See in Brandenburg

Klimawandel: Wie der Fresdorfer See verschwand

Er war älter als die Ostsee. Doch 2020 ist der Fresdorfer See in Brandenburg endgültig ausgetrocknet. Wie kann sowas passieren? Eine Recherche und ein Nachruf zum fünften Todestag.

Wo bis 2020 der Fresdorfer See lag, wuchert heute nur noch Gestrüpp.

© Rebekka Wiese

Wo bis 2020 der Fresdorfer See lag, wuchert heute nur noch Gestrüpp.

Von Rebekka Wiese

Als er in die Welt kam, da trug er noch keinen Namen. Erst später, da waren schon viele Jahrtausende vergangen, nannte man ihn den Fresdorfer See. Denn er lag nahe einem kleinen Dorf im heutigen Brandenburg, das im Jahr 1375 zum ersten Mal urkundlich unter dem Namen Fresdorf erwähnt wurde. Entstanden war der Fresdorfer See aus einem Gletscher, lange bevor Menschen hier siedelten. Als sich die Eismassen zurückzogen, blieb das Wasser. Etwa 12 000 Jahre ist das her. So alt wurde der Fresdorfer See. Bis er im Sommer 2020 verschwand.

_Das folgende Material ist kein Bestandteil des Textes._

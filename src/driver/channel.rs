//! Channel identity and per-channel register layout.
//!
//! The controller has exactly two channels. Everything that differs between
//! them (register offsets, interrupt bits, default name) is looked up through
//! [`ChannelRegs::for_channel`], so the encoder, lifecycle and event code is
//! written once for both.

use crate::driver::error::{ConfigError, ConfigResult};
use crate::internal::constants::{CH0_NAME, CH1_NAME, CHANNEL_COUNT};
use crate::internal::register::hdma::*;

// =============================================================================
// Channel
// =============================================================================

/// One of the two logical HDMA channels
#[derive(Debug, Clone, Copy, PartialEq, Eq, Hash, PartialOrd, Ord)]
#[cfg_attr(feature = "defmt", derive(defmt::Format))]
#[repr(u8)]
pub enum Channel {
    /// Channel 0
    Ch0 = 0,
    /// Channel 1
    Ch1 = 1,
}

impl Channel {
    /// Both channels, in dispatch order
    pub const ALL: [Channel; CHANNEL_COUNT] = [Channel::Ch0, Channel::Ch1];

    /// Convert a raw channel number
    ///
    /// Returns [`ConfigError::UnknownChannel`] for anything but 0 or 1.
    pub const fn from_index(index: u32) -> ConfigResult<Self> {
        match index {
            0 => Ok(Channel::Ch0),
            1 => Ok(Channel::Ch1),
            _ => Err(ConfigError::UnknownChannel),
        }
    }

    /// Table index of this channel
    #[inline]
    pub const fn index(self) -> usize {
        self as usize
    }

    /// Default human-readable name
    pub const fn default_name(self) -> &'static str {
        match self {
            Channel::Ch0 => CH0_NAME,
            Channel::Ch1 => CH1_NAME,
        }
    }

    /// Register layout of this channel
    #[inline]
    pub const fn regs(self) -> &'static ChannelRegs {
        ChannelRegs::for_channel(self)
    }
}

impl TryFrom<u32> for Channel {
    type Error = ConfigError;

    fn try_from(index: u32) -> ConfigResult<Self> {
        Self::from_index(index)
    }
}

impl From<Channel> for u32 {
    fn from(channel: Channel) -> Self {
        channel as u32
    }
}

// =============================================================================
// Register Offset Table
// =============================================================================

/// Register offsets and interrupt bits belonging to one channel
#[derive(Debug, Clone, Copy, PartialEq, Eq)]
#[cfg_attr(feature = "defmt", derive(defmt::Format))]
pub struct ChannelRegs {
    /// Configuration register
    pub con: usize,
    /// Source address register
    pub src: usize,
    /// Destination address register
    pub dst: usize,
    /// Transfer count register
    pub cnt: usize,
    /// Slice count register (slice mode)
    pub slice_cnt: usize,
    /// Page number count register (slice mode)
    pub page_cnt: usize,
    /// Buffer size register (slice mode)
    pub buf_size: usize,
    /// Page accumulation count register (slice mode)
    pub page_accum: usize,
    /// Transfer complete bit in the shared status register
    pub complete_act: u32,
    /// Page interrupt bit in the shared status register
    pub page_act: u32,
    /// Page accumulation overflow bit in the shared status register
    pub page_ovf_act: u32,
    /// All mask bits of this channel in the shared status register
    pub int_mask: u32,
}

const CH0_REGS: ChannelRegs = ChannelRegs {
    con: HDMA_CON0_OFFSET,
    src: HDMA_ISRC0_OFFSET,
    dst: HDMA_IDST0_OFFSET,
    cnt: HDMA_ICNT0_OFFSET,
    slice_cnt: HDMA_ISCNT0_OFFSET,
    page_cnt: HDMA_IPNCNT0_OFFSET,
    buf_size: HDMA_IADDR_BS0_OFFSET,
    page_accum: HDMA_PACNT0_OFFSET,
    complete_act: HDMA_CH0_INT_ACT,
    page_act: HDMA_CH0_PAGE_INT_ACT,
    page_ovf_act: HDMA_CH0_PAGE_ACCUM_OVF_INT_ACT,
    int_mask: HDMA_CH0_ALL_MASK,
};

const CH1_REGS: ChannelRegs = ChannelRegs {
    con: HDMA_CON1_OFFSET,
    src: HDMA_ISRC1_OFFSET,
    dst: HDMA_IDST1_OFFSET,
    cnt: HDMA_ICNT1_OFFSET,
    slice_cnt: HDMA_ISCNT1_OFFSET,
    page_cnt: HDMA_IPNCNT1_OFFSET,
    buf_size: HDMA_IADDR_BS1_OFFSET,
    page_accum: HDMA_PACNT1_OFFSET,
    complete_act: HDMA_CH1_INT_ACT,
    page_act: HDMA_CH1_PAGE_INT_ACT,
    page_ovf_act: HDMA_CH1_PAGE_ACCUM_OVF_INT_ACT,
    int_mask: HDMA_CH1_ALL_MASK,
};

impl ChannelRegs {
    /// Look up the layout for `channel`
    #[inline]
    pub const fn for_channel(channel: Channel) -> &'static ChannelRegs {
        match channel {
            Channel::Ch0 => &CH0_REGS,
            Channel::Ch1 => &CH1_REGS,
        }
    }

    /// All active (status) bits of this channel
    #[inline]
    pub const fn int_act(&self) -> u32 {
        self.complete_act | self.page_act | self.page_ovf_act
    }
}

#[cfg(test)]
mod tests {
    use super::*;

    #[test]
    fn from_index_accepts_only_two_channels() {
        assert_eq!(Channel::from_index(0), Ok(Channel::Ch0));
        assert_eq!(Channel::from_index(1), Ok(Channel::Ch1));
        assert_eq!(Channel::from_index(2), Err(ConfigError::UnknownChannel));
        assert_eq!(
            Channel::try_from(u32::MAX),
            Err(ConfigError::UnknownChannel)
        );
    }

    #[test]
    fn index_round_trips_through_u32() {
        for ch in Channel::ALL {
            assert_eq!(Channel::from_index(u32::from(ch)), Ok(ch));
            assert_eq!(ch.index() as u32, u32::from(ch));
        }
    }

    #[test]
    fn channel_register_sets_are_disjoint() {
        let a = Channel::Ch0.regs();
        let b = Channel::Ch1.regs();
        let offs_a = [
            a.con,
            a.src,
            a.dst,
            a.cnt,
            a.slice_cnt,
            a.page_cnt,
            a.buf_size,
            a.page_accum,
        ];
        let offs_b = [
            b.con,
            b.src,
            b.dst,
            b.cnt,
            b.slice_cnt,
            b.page_cnt,
            b.buf_size,
            b.page_accum,
        ];
        for off in offs_a {
            assert!(
                !offs_b.contains(&off),
                "offset {off:#x} shared by both channels"
            );
            assert_ne!(off, HDMA_ISR_OFFSET);
        }
        assert_eq!(a.int_act() & b.int_act(), 0);
        assert_eq!(a.int_mask & b.int_mask, 0);
    }

    #[test]
    fn default_names() {
        assert_eq!(Channel::Ch0.default_name(), "PANTHER7 HDMA Channel 0");
        assert_eq!(Channel::Ch1.default_name(), "PANTHER7 HDMA Channel 1");
    }
}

Vor fünf Jahren ist der Fresdorfer See ausgetrocknet. Und zwar endgültig. Wo früher mal das Wasser stand, ist jetzt so etwas wie ein Sumpf. Schilf, Büsche, Brennnesseln, auch schon erste Bäume, Erlen, Silberweiden, ein Ahorn. Oder um es mit den Worten des Fresdorfer Ortsvorstehers Bernd Herrmann zu sagen: „Hier geht niemand mehr Schlittschuh laufen.“ Herrmann, Jahrgang 1952, glitt selbst als Kind noch über das Eis. Nun steht er am Ufer – falls man das überhaupt so nennen kann, wenn es kein Wasser mehr gibt.

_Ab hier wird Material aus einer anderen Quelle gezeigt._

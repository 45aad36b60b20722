//! Error types for the Panther7 HDMA driver
//!
//! Errors are organized by domain for better diagnostics:
//! - [`ConfigError`]: Channel selection and transfer parameter failures
//! - [`StateError`]: Lifecycle operations issued in the wrong state
//! - [`IrqError`]: Shared interrupt line registration failures
//!
//! The unified [`Error`] enum wraps all domain errors and is returned
//! by the channel operation table.

// =============================================================================
// Configuration Errors
// =============================================================================

/// Channel selection and transfer configuration errors
///
/// All of these are detected before any register is written.
#[derive(Debug, Clone, Copy, PartialEq, Eq)]
#[cfg_attr(feature = "defmt", derive(defmt::Format))]
pub enum ConfigError {
    /// Channel index outside {0, 1}
    UnknownChannel,
    /// Burst type is not single, INCR4, INCR8 or INCR16
    InvalidBurstType,
    /// Data width is not 1, 2 or 4 bytes
    InvalidDataWidth,
    /// External hardware request select does not fit the 4-bit field
    InvalidHardwareRequest,
    /// Byte count is not a multiple of burst length times data width
    MisalignedCount,
    /// Byte count is zero
    InvalidLength,
    /// Slice count is zero, or buffer size is zero or not a multiple of the width
    InvalidSliceConfig,
}

impl core::fmt::Display for ConfigError {
    fn fmt(&self, f: &mut core::fmt::Formatter<'_>) -> core::fmt::Result {
        f.write_str(self.as_str())
    }
}

impl ConfigError {
    /// Returns a human-readable description of the error
    #[must_use]
    pub const fn as_str(&self) -> &'static str {
        match self {
            ConfigError::UnknownChannel => "unknown channel number",
            ConfigError::InvalidBurstType => "unknown burst type",
            ConfigError::InvalidDataWidth => "unknown data width",
            ConfigError::InvalidHardwareRequest => "hardware request select out of range",
            ConfigError::MisalignedCount => "transfer count not a multiple of burst size",
            ConfigError::InvalidLength => "zero-length transfer",
            ConfigError::InvalidSliceConfig => "invalid slice configuration",
        }
    }
}

// =============================================================================
// State Errors
// =============================================================================

/// Lifecycle state errors
#[derive(Debug, Clone, Copy, PartialEq, Eq)]
#[cfg_attr(feature = "defmt", derive(defmt::Format))]
pub enum StateError {
    /// Channel is already enabled; disable it before programming a new transfer
    AlreadyEnabled,
}

impl core::fmt::Display for StateError {
    fn fmt(&self, f: &mut core::fmt::Formatter<'_>) -> core::fmt::Result {
        f.write_str(self.as_str())
    }
}

impl StateError {
    /// Returns a human-readable description of the error
    #[must_use]
    pub const fn as_str(&self) -> &'static str {
        match self {
            StateError::AlreadyEnabled => "channel already enabled",
        }
    }
}

// =============================================================================
// Interrupt Errors
// =============================================================================

/// Shared interrupt line errors
#[derive(Debug, Clone, Copy, PartialEq, Eq)]
#[cfg_attr(feature = "defmt", derive(defmt::Format))]
pub enum IrqError {
    /// The interrupt subsystem refused to register the line
    RequestFailed,
    /// The channel already has a handler installed
    AlreadyRequested,
}

impl core::fmt::Display for IrqError {
    fn fmt(&self, f: &mut core::fmt::Formatter<'_>) -> core::fmt::Result {
        f.write_str(self.as_str())
    }
}

impl IrqError {
    /// Returns a human-readable description of the error
    #[must_use]
    pub const fn as_str(&self) -> &'static str {
        match self {
            IrqError::RequestFailed => "failed to request interrupt",
            IrqError::AlreadyRequested => "interrupt already requested",
        }
    }
}

// =============================================================================
// Unified Error Type
// =============================================================================

/// This enum wraps all domain-specific errors for unified error handling.
///
/// Match on the inner domain error for specific handling:
/// ```ignore
/// match channel.enable(&transfer) {
///     Err(Error::Config(ConfigError::MisalignedCount)) => { /* ... */ }
///     Err(Error::State(StateError::AlreadyEnabled)) => { /* ... */ }
///     _ => {}
/// }
/// ```
#[derive(Debug, Clone, Copy, PartialEq, Eq)]
#[cfg_attr(feature = "defmt", derive(defmt::Format))]
pub enum Error {
    /// Configuration error
    Config(ConfigError),
    /// Lifecycle state error
    State(StateError),
    /// Interrupt registration error
    Irq(IrqError),
}

impl core::fmt::Display for Error {
    fn fmt(&self, f: &mut core::fmt::Formatter<'_>) -> core::fmt::Result {
        match self {
            Error::Config(e) => write!(f, "config: {}", e.as_str()),
            Error::State(e) => write!(f, "state: {}", e.as_str()),
            Error::Irq(e) => write!(f, "irq: {}", e.as_str()),
        }
    }
}

// From impls for automatic conversion
impl From<ConfigError> for Error {
    fn from(e: ConfigError) -> Self {
        Error::Config(e)
    }
}

impl From<StateError> for Error {
    fn from(e: StateError) -> Self {
        Error::State(e)
    }
}

impl From<IrqError> for Error {
    fn from(e: IrqError) -> Self {
        Error::Irq(e)
    }
}

/// Result type alias for HDMA operations
pub type Result<T> = core::result::Result<T, Error>;

/// Result type alias for configuration operations
pub type ConfigResult<T> = core::result::Result<T, ConfigError>;

/// Result type alias for interrupt registration operations
pub type IrqResult<T> = core::result::Result<T, IrqError>;

// =============================================================================
// Unit Tests
// =============================================================================

#[cfg(test)]
mod tests {
    extern crate std;
    use std::format;

    use super::*;

    #[test]
    fn config_error_as_str_non_empty() {
        let variants = [
            ConfigError::UnknownChannel,
            ConfigError::InvalidBurstType,
            ConfigError::InvalidDataWidth,
            ConfigError::InvalidHardwareRequest,
            ConfigError::MisalignedCount,
            ConfigError::InvalidLength,
            ConfigError::InvalidSliceConfig,
        ];

        for variant in variants {
            assert!(
                !variant.as_str().is_empty(),
                "ConfigError::{variant:?} has empty string"
            );
        }
    }

    #[test]
    fn config_error_display() {
        let display = format!("{}", ConfigError::UnknownChannel);
        assert_eq!(display, "unknown channel number");
    }

    #[test]
    fn irq_error_display() {
        assert_eq!(
            format!("{}", IrqError::RequestFailed),
            "failed to request interrupt"
        );
        assert_eq!(
            format!("{}", IrqError::AlreadyRequested),
            "interrupt already requested"
        );
    }

    #[test]
    fn state_error_display() {
        assert_eq!(
            format!("{}", StateError::AlreadyEnabled),
            "channel already enabled"
        );
    }

    #[test]
    fn error_from_domain_errors() {
        assert_eq!(
            Error::from(ConfigError::MisalignedCount),
            Error::Config(ConfigError::MisalignedCount)
        );
        assert_eq!(
            Error::from(StateError::AlreadyEnabled),
            Error::State(StateError::AlreadyEnabled)
        );
        assert_eq!(
            Error::from(IrqError::RequestFailed),
            Error::Irq(IrqError::RequestFailed)
        );
    }

    #[test]
    fn error_display_prefixes_domain() {
        let display = format!("{}", Error::Config(ConfigError::InvalidDataWidth));
        assert!(display.starts_with("config:"));
        assert!(display.contains("data width"));

        let display = format!("{}", Error::Irq(IrqError::RequestFailed));
        assert!(display.starts_with("irq:"));

        let display = format!("{}", Error::State(StateError::AlreadyEnabled));
        assert!(display.starts_with("state:"));
    }

    #[test]
    fn question_mark_converts_domain_errors() {
        fn inner() -> ConfigResult<u32> {
            Err(ConfigError::InvalidLength)
        }

        fn outer() -> Result<u32> {
            Ok(inner()?)
        }

        assert_eq!(outer(), Err(Error::Config(ConfigError::InvalidLength)));
    }
}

Drei extrem trockene Sommer

Etwa sieben Hektar Fläche hatte der Fresdorfer See in seinen letzten Jahren, man kann ihn sich doppelt so groß wie den Times Square in New York vorstellen. Er war immer flach, immer ein bisschen zugewuchert. „Deshalb war hier auch kaum jemand schwimmen, nur alle Jahre mal vielleicht“, sagt Herrmann. Zu viele Wasserpflanzen, die von unten über Bauch und Beine strichen. Und doch: Dass der See einfach austrocknete, damit hatten die Fresdorfer nicht gerechnet. Drei extrem trockene Sommer hatten sie in Brandenburg, die Dürren in den Jahren 2018 und 2019, wenig Regen im Jahr 2020. Das hat der Fresdorfer See nicht überlebt.

Die Geschichte des Fresdorfer Sees erzählt vom Menschen, vom Wasser und der Natur – und der Frage, was es bedeutet, wenn sich ihr Zusammenspiel in einem neuen Klima verändert. Denn dass Seen Wasser verlieren, kann man seit einigen Jahrzehnten beobachten. Und zwar fast überall auf der Welt.

Ein weltweites Phänomen

2023 erschien eine Studie im Fachmagazin „Sciences“. Die Autoren hatten Satellitenaufnahmen der weltweit größten Seen ausgewertet und festgestellt: Zwischen 1992 und 2020 verloren mehr als die Hälfte der untersuchten Seen einen bedeutenden Teil ihres Wasservolumens. Als Gründe machten die Forscher aus: den Wasserverbrauch durch den Menschen – und die Klimaerwärmung, die bewirkt, dass die Luft mehr Wasser aufnimmt, während die Böden trockener werden.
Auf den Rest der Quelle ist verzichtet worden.